Didi Suwandi, ketua Forum Masyarakat Rusunawa Marunda (F-MRM), mengatakan kasus Rayhan adalah salah satu dampak fatal pencemaran debu batu bara akibat bongkar muat yang dilakukan PT KCN di Pelabuhan Marunda, kurang 5 kilometer dari rusunawa.
“Ada juga yang iritasi kulit gatal-gatal karena baju yang dijemur terkena batu bara, ada juga yang mengalami gangguan pernapasan atau ISPA,” kata Didi usai acara deklarasi pencemaran debu batu bara di Blok A Rusunawa Marunda.
Ia mengatakan pencemaran sudah terjadi sejak 2019 dan sampai sekarang belum ada titik terang terkait masalah ini.
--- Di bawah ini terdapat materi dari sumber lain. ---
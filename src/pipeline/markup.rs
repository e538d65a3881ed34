//! Markup templating: logic-less `{{…}}` substitution over HTML templates.
//!
//! Handlebars does the heavy lifting: dot-path lookup (`{{client.name}}`)
//! is resolved by the engine itself, and substituted values are
//! HTML-escaped by default, which blocks injection through the data
//! payload. Missing values render as empty strings — unlike the
//! structured-document renderer there is no strict policy here, because
//! the field-contract validator has already run and markup output for
//! untrusted callers passes through the sanitizer afterwards.
//!
//! Malformed template syntax is the one failure mode: handlebars cannot
//! render a template it cannot parse, so a parse failure surfaces as a
//! [`MergeError::TemplateParse`] with a single diagnostic.

use crate::error::{MergeError, TemplateDiagnostic};
use handlebars::Handlebars;
use serde_json::Value;

/// Merge `data` into an HTML template.
pub fn render(template: &[u8], data: &Value) -> Result<Vec<u8>, MergeError> {
    let source = String::from_utf8_lossy(template);
    let handlebars = Handlebars::new();

    let rendered = handlebars
        .render_template(&source, data)
        .map_err(|e| MergeError::TemplateParse {
            diagnostics: vec![TemplateDiagnostic::new(
                "markup_syntax",
                e.to_string(),
                "",
                "template",
                0,
            )],
        })?;

    Ok(rendered.into_bytes())
}

#[cfg(test)]
mod tests {
    use super::*;
    use serde_json::json;

    #[test]
    fn substitutes_variables() {
        let out = render(b"<h1>{{title}}</h1>", &json!({ "title": "Report" })).unwrap();
        assert_eq!(out, b"<h1>Report</h1>");
    }

    #[test]
    fn resolves_dot_paths() {
        let out = render(
            b"<p>{{client.name}}</p>",
            &json!({ "client": { "name": "ACME" } }),
        )
        .unwrap();
        assert_eq!(out, b"<p>ACME</p>");
    }

    #[test]
    fn escapes_substituted_markup() {
        let out = render(b"<p>{{x}}</p>", &json!({ "x": "<script>bad()</script>" })).unwrap();
        let text = String::from_utf8(out).unwrap();
        assert!(!text.contains("<script>"));
        assert!(text.contains("&lt;script&gt;"));
    }

    #[test]
    fn missing_values_render_empty() {
        let out = render(b"<p>{{absent}}</p>", &json!({})).unwrap();
        assert_eq!(out, b"<p></p>");
    }

    #[test]
    fn parse_failure_yields_template_parse_error() {
        let err = render(b"<p>{{#if x}}</p>", &json!({})).unwrap_err();
        match err {
            MergeError::TemplateParse { diagnostics } => {
                assert_eq!(diagnostics.len(), 1);
                assert_eq!(diagnostics[0].id, "markup_syntax");
            }
            other => panic!("expected TemplateParse, got {other:?}"),
        }
    }
}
Didi menuduh pencemaran debu batu bara ini karena PT KCN tidak memiliki AMDAL dan hanya memiliki dokumen Upaya Pengelolaan Lingkungan Hidup dan Upaya Pemantauan Lingkungan Hidup (UKL-UPL). Ia juga mengklaim PT KCN melanggar UKL-UPL.
“PT KCN tidak mempunyai sarana bak pencuci roda truk pengangkut batu bara, sehingga debu batu bara yang menempel pada roda truk mengotori jalanan umum,” kata Didi.
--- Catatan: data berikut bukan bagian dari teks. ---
/// Build a minimal but valid DOCX container around the given body markup.
fn docx_with_body(body: &str) -> Vec<u8> {
    let document = format!(
        "<?xml version=\"1.0\" encoding=\"UTF-8\" standalone=\"yes\"?>\
         <w:document xmlns:w=\"http://schemas.openxmlformats.org/wordprocessingml/2006/main\">\
         <w:body>{body}</w:body></w:document>"
    );
    let content_types = "<?xml version=\"1.0\" encoding=\"UTF-8\" standalone=\"yes\"?>\
         <Types xmlns=\"http://schemas.openxmlformats.org/package/2006/content-types\">\
         <Default Extension=\"xml\" ContentType=\"application/xml\"/>\
         <Override PartName=\"/word/document.xml\" ContentType=\"application/vnd.openxmlformats-officedocument.wordprocessingml.document.main+xml\"/>\
         </Types>";

    let mut writer = ZipWriter::new(Cursor::new(Vec::new()));
    let options = SimpleFileOptions::default();
    writer
        .start_file("[Content_Types].xml", options)
        .expect("start content types");
    writer
        .write_all(content_types.as_bytes())
        .expect("write content types");
    writer
        .start_file("word/document.xml", options)
        .expect("start document");
    writer
        .write_all(document.as_bytes())
        .expect("write document");
    writer.finish().expect("finish zip").into_inner()
}

/// Read `word/document.xml` back out of a merged DOCX artifact.
fn document_xml(bytes: &[u8]) -> String {
    let mut archive = ZipArchive::new(Cursor::new(bytes)).expect("merged output must be a zip");
    let mut entry = archive
        .by_name("word/document.xml")
        .expect("merged output must contain word/document.xml");
    let mut xml = String::new();
    entry.read_to_string(&mut xml).expect("read document.xml");
    xml
}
Ia mengatakan PT KCN juga tidak melengkapi jaring pengaman, jaring basah, dan intensitas penyiraman yang kurang. Hal itu menyebabkan polusi debu batu bara mencemari wilayah sekitarnya, terutama Rusunawa Marunda.
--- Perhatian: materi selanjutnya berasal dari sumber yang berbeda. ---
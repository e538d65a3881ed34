//! Merge orchestration: one entry point tying template lookup, validation,
//! rendering, sanitization, conversion and persistence together.
//!
//! The orchestrator enforces the ordering contract the stages rely on:
//! cheap input-contract checks run before any bytes are fetched, the
//! field contract is validated before rendering, sanitization happens
//! before format conversion so converted artifacts never embed script
//! vectors, and the job record is written only after the output bytes are
//! durably stored. A failure at any step leaves no artifact and no job
//! row behind.

use crate::config::MergeConfig;
use crate::error::MergeError;
use crate::model::{
    JobStatus, MergeJob, MergeOutcome, MergeRequest, MergedArtifact, OutputFormat, TemplateFormat,
};
use crate::pipeline::{convert, docx, fields, markup, sanitize};
use crate::store::{BlobStore, JobRepository, TemplateStore};
use once_cell::sync::Lazy;
use regex::Regex;
use std::path::Path;
use std::sync::Arc;
use std::time::{SystemTime, UNIX_EPOCH};
use tracing::{debug, info, warn};

/// The merge pipeline with its injected collaborators.
///
/// Cheap to clone; hosts typically build one at startup and share it
/// across all request handlers.
#[derive(Clone)]
pub struct MergePipeline {
    templates: Arc<dyn TemplateStore>,
    blobs: Arc<dyn BlobStore>,
    jobs: Arc<dyn JobRepository>,
    config: MergeConfig,
}

impl MergePipeline {
    pub fn new(
        templates: Arc<dyn TemplateStore>,
        blobs: Arc<dyn BlobStore>,
        jobs: Arc<dyn JobRepository>,
        config: MergeConfig,
    ) -> Self {
        Self {
            templates,
            blobs,
            jobs,
            config,
        }
    }

    /// Run one merge end to end.
    ///
    /// On success the merged artifact has been written to blob storage and
    /// exactly one job record persisted; the returned outcome carries both
    /// identifiers. On failure nothing has been written.
    pub async fn merge(&self, request: MergeRequest) -> Result<MergeOutcome, MergeError> {
        info!(
            "Merging template '{}' to {} output",
            request.template_id, request.output
        );

        // ── Step 1: Template lookup ──────────────────────────────────────
        let template = self
            .templates
            .find(&request.template_id)
            .await
            .map_err(|e| MergeError::Internal(format!("template lookup: {e}")))?
            .ok_or_else(|| MergeError::TemplateNotFound {
                id: request.template_id.clone(),
            })?;

        // ── Step 2: Format detection ─────────────────────────────────────
        let format = TemplateFormat::detect(&template.stored_name).ok_or_else(|| {
            MergeError::UnsupportedTemplateType {
                name: template.stored_name.clone(),
            }
        })?;

        // ── Step 3: Conversion planning (fails fast on illegal pairs) ────
        let path = convert::plan(format, request.output)?;
        debug!("Template format {format}, conversion path {path:?}");

        // ── Step 4: Field-contract validation ────────────────────────────
        fields::check_fields(&template.fields, &request.data)?;

        // ── Step 5: Fetch template bytes ─────────────────────────────────
        let template_bytes = self
            .blobs
            .fetch(&template.stored_name)
            .await
            .map_err(|e| MergeError::TemplateFetchFailed {
                name: template.stored_name.clone(),
                detail: e.to_string(),
            })?;

        // ── Step 6: Render ───────────────────────────────────────────────
        let rendered = match format {
            TemplateFormat::Docx => docx::render(template_bytes, request.data.clone()).await?,
            TemplateFormat::Html => markup::render(&template_bytes, &request.data)?,
        };

        // ── Step 7: Sanitize untrusted markup ────────────────────────────
        let rendered = if format == TemplateFormat::Html && request.untrusted {
            let before = rendered.len();
            let cleaned = sanitize::sanitize(&rendered);
            if cleaned.len() != before {
                warn!(
                    "Sanitizer altered untrusted markup for template '{}' ({} → {} bytes)",
                    template.id,
                    before,
                    cleaned.len()
                );
            }
            cleaned
        } else {
            rendered
        };

        let artifact = MergedArtifact {
            bytes: rendered,
            format: format.native_output(),
        };

        // ── Step 8: Convert ──────────────────────────────────────────────
        let artifact = convert::execute(path, artifact, &self.config).await?;
        debug_assert_eq!(artifact.format, request.output);

        // ── Step 9: Write output, then record the job ────────────────────
        let name = output_name(
            &self.config.output_prefix,
            &template.stored_name,
            artifact.format,
        );
        let location = self
            .blobs
            .store(&name, &artifact.bytes)
            .await
            .map_err(|e| MergeError::OutputWriteFailed {
                location: name.clone(),
                detail: e.to_string(),
            })?;

        let job = MergeJob {
            template_id: template.id.clone(),
            data: request.data,
            output: request.output,
            status: JobStatus::Succeeded,
            output_location: location.clone(),
            error: None,
            owner: request.owner,
        };
        let job_id = self
            .jobs
            .create(&job)
            .await
            .map_err(|e| MergeError::JobPersistFailed {
                detail: e.to_string(),
            })?;

        info!(
            "Merge succeeded: job '{}', {} bytes at '{}'",
            job_id,
            artifact.bytes.len(),
            location
        );
        Ok(MergeOutcome {
            job_id,
            output_location: location,
        })
    }
}

/// Validate an uploaded template without merging it.
///
/// Runs the structured-document scanner in lint mode (unresolvable tags
/// are expected before data exists, so only structural defects are
/// reported). Markup templates are parsed lazily at merge time and have
/// no structural lint; they return an empty list.
pub async fn lint_template(
    stored_name: &str,
    bytes: Vec<u8>,
) -> Result<Vec<crate::error::TemplateDiagnostic>, MergeError> {
    match TemplateFormat::detect(stored_name) {
        Some(TemplateFormat::Docx) => docx::lint(bytes).await,
        Some(TemplateFormat::Html) => Ok(Vec::new()),
        None => Err(MergeError::UnsupportedTemplateType {
            name: stored_name.to_string(),
        }),
    }
}

static UNSAFE_NAME_CHARS: Lazy<Regex> =
    Lazy::new(|| Regex::new(r"[^A-Za-z0-9_.\- ]+").expect("static pattern compiles"));

/// Derive a collision-proof storage name for a merged artifact.
///
/// The template's base name (directory components and final extension
/// stripped, unsafe characters replaced) is combined with the epoch
/// timestamp in milliseconds and a short random token, then the output
/// format's extension:
///
/// `merges/invoice_1735689600000_3fa4b2c1.pdf`
fn output_name(prefix: &str, stored_name: &str, format: OutputFormat) -> String {
    let base = Path::new(stored_name)
        .file_name()
        .and_then(|n| n.to_str())
        .unwrap_or("output");
    let stem = Path::new(base)
        .file_stem()
        .and_then(|s| s.to_str())
        .unwrap_or("output");
    let stem = UNSAFE_NAME_CHARS.replace_all(stem, "_");

    let millis = SystemTime::now()
        .duration_since(UNIX_EPOCH)
        .map(|d| d.as_millis())
        .unwrap_or(0);
    let token = &uuid::Uuid::new_v4().simple().to_string()[..8];

    format!("{prefix}/{stem}_{millis}_{token}.{}", format.extension())
}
F-MRM juga akan menyurati pemerintah, dalam hal ini Kementerian Lingkungan Hidup dan Kementerian Perhubungan, yang membawahi Kantor Kesyahbandaran dan Otoritas pelabuhan (KSOP). Menurutnya, KSOP juga bertanggung jawab mengawasi dan menindak pelanggaran yang dilakukan pelaku usaha pelabuhan.
Kepala Suku Dinas Lingkungan Hidup Jakarta Utara Achmad Hariadi mengatakan belum bisa mengonfirmasi pertanyaan Tempo apakah ada kesalahan tata kelola atau pelanggaran UKL-UPL yang dilakukan PT KCN.
“Belum bisa konfirmasi dulu karena hasil pengawasan lingkungan dilaporkan ke Dinas Lingkungan Hidup termasuk pelanggaran,” kata Achmad Hariadi saat dihubungi Tempo. “Saya masih tunggu arahan dari Dinas Lingkungan Hidup.”